Indeed, for people living on low incomes in Washington State, there are some clear successes:
- No major cuts were made to Temporary Assistance for Needy Families (TANF), and a proposed cap on the number of children in TANF families who could receive benefits was defeated.
- The state will fully implement Medicaid expansion, giving health insurance to about 250,000 people living on low incomes starting in 2014.
- Adult dental health coverage was fully restored!
- $70 million was invested in the Housing Trust Fund.
- Disability Lifeline programs, ABD and HEN, were protected, supporting people with disabilities in meeting their basic needs.

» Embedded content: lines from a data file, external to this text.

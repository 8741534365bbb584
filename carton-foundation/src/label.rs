//! # Target Labels
//!
//! A label names one target in the build graph: `//app/resources:assets`
//! is the target `assets` defined in `//app/resources`. The shorthand
//! `//app/resources` is accepted on input and means
//! `//app/resources:resources`.
//!
//! [`LabelPattern`] is the glob form used by dependency filters:
//! `//app/*` matches every label under `//app/`, while a full label string
//! matches exactly one target.

use std::fmt;

use globset::{Glob, GlobMatcher};
use thiserror::Error;

use crate::paths::SourceDir;

/// Errors produced when parsing labels or label patterns.
#[derive(Debug, Error)]
pub enum LabelError {
    /// The label does not start with the `//` source-absolute prefix.
    #[error("label {0:?} is not source-absolute (expected a leading `//`)")]
    NotSourceAbsolute(String),
    /// The label has an empty target name, e.g. `//app:`.
    #[error("label {0:?} has an empty target name")]
    EmptyName(String),
    /// The glob in a label pattern failed to compile.
    #[error("invalid label pattern {pattern:?}: {source}")]
    InvalidPattern {
        pattern: String,
        #[source]
        source: globset::Error,
    },
}

/// Identity of one target: a directory and a name.
#[derive(Debug, Clone, PartialEq, Eq, Hash)]
pub struct Label {
    dir: SourceDir,
    name: String,
}

impl Label {
    pub fn new(dir: SourceDir, name: impl Into<String>) -> Self {
        let name = name.into();
        assert!(!name.is_empty(), "label name must not be empty");
        Label { dir, name }
    }

    /// Parses `//dir:name` or the `//dir` shorthand (name defaults to the
    /// last directory component).
    pub fn parse(value: &str) -> Result<Self, LabelError> {
        if !value.starts_with("//") {
            return Err(LabelError::NotSourceAbsolute(value.to_string()));
        }
        let (dir, name) = match value.split_once(':') {
            Some((dir, name)) => {
                if name.is_empty() {
                    return Err(LabelError::EmptyName(value.to_string()));
                }
                (dir.to_string(), name.to_string())
            }
            None => {
                let name = value
                    .trim_end_matches('/')
                    .rsplit('/')
                    .next()
                    .unwrap_or_default()
                    .to_string();
                if name.is_empty() {
                    return Err(LabelError::EmptyName(value.to_string()));
                }
                (value.to_string(), name)
            }
        };
        Ok(Label {
            dir: SourceDir::new(dir),
            name,
        })
    }

    pub fn dir(&self) -> &SourceDir {
        &self.dir
    }

    pub fn name(&self) -> &str {
        &self.name
    }
}

impl fmt::Display for Label {
    fn fmt(&self, f: &mut fmt::Formatter<'_>) -> fmt::Result {
        write!(f, "{}:{}", self.dir.without_trailing_slash(), self.name)
    }
}

/// A glob-like matcher over the textual form of labels.
///
/// Patterns are matched against the canonical `//dir:name` rendering, with
/// `*` spanning path separators. `//app/*` matches every label in a
/// subdirectory of `//app/`; `//app*` also covers `//app`'s own targets.
#[derive(Debug, Clone)]
pub struct LabelPattern {
    original: String,
    matcher: GlobMatcher,
}

impl LabelPattern {
    pub fn parse(pattern: &str) -> Result<Self, LabelError> {
        let glob = Glob::new(pattern).map_err(|source| LabelError::InvalidPattern {
            pattern: pattern.to_string(),
            source,
        })?;
        Ok(LabelPattern {
            original: pattern.to_string(),
            matcher: glob.compile_matcher(),
        })
    }

    pub fn matches(&self, label: &Label) -> bool {
        self.matcher.is_match(label.to_string())
    }

    pub fn as_str(&self) -> &str {
        &self.original
    }
}

impl PartialEq for LabelPattern {
    fn eq(&self, other: &Self) -> bool {
        self.original == other.original
    }
}

impl Eq for LabelPattern {}

impl fmt::Display for LabelPattern {
    fn fmt(&self, f: &mut fmt::Formatter<'_>) -> fmt::Result {
        f.write_str(&self.original)
    }
}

- State Food Assistance was restored to 75% (from 50%) of the federal SNAP benefit, helping immigrant families afford enough food to eat.
Stepping back from the specific gains and losses of this budget, we must address the two special session/double overtime governing.
Solid Ground clients and families living on low incomes across our state were filled with angst and uncertainty as they wondered whether they would receive their much-needed state assistance, or whether the government would shut down. They worried whether they would be able to pay rent on time or put food on their tables.
For vulnerable people across the state, this is what is at stake when legislators can’t reach a budget agreement.
Our state deserves strong leadership. By refusing to raise revenue and delaying the passage of a compassionate budget for ideological reasons, some members of the legislature put the needs of our communities at risk and, in the process, practiced incredibly bad governance.
We appreciate that the government did not shut down. We appreciate that the legislature preserved and protected our state’s safety net. And we appreciate that the state made a down payment on our paramount duty to educate our young people.
But, we expect better from our leaders. We expect leaders to rise to the occasion, to boldly address our state’s long-term problems, and to address inequities by raising much-needed revenue. And we will engage our legislators with the goal of holding them to the high standard that civic leadership requires.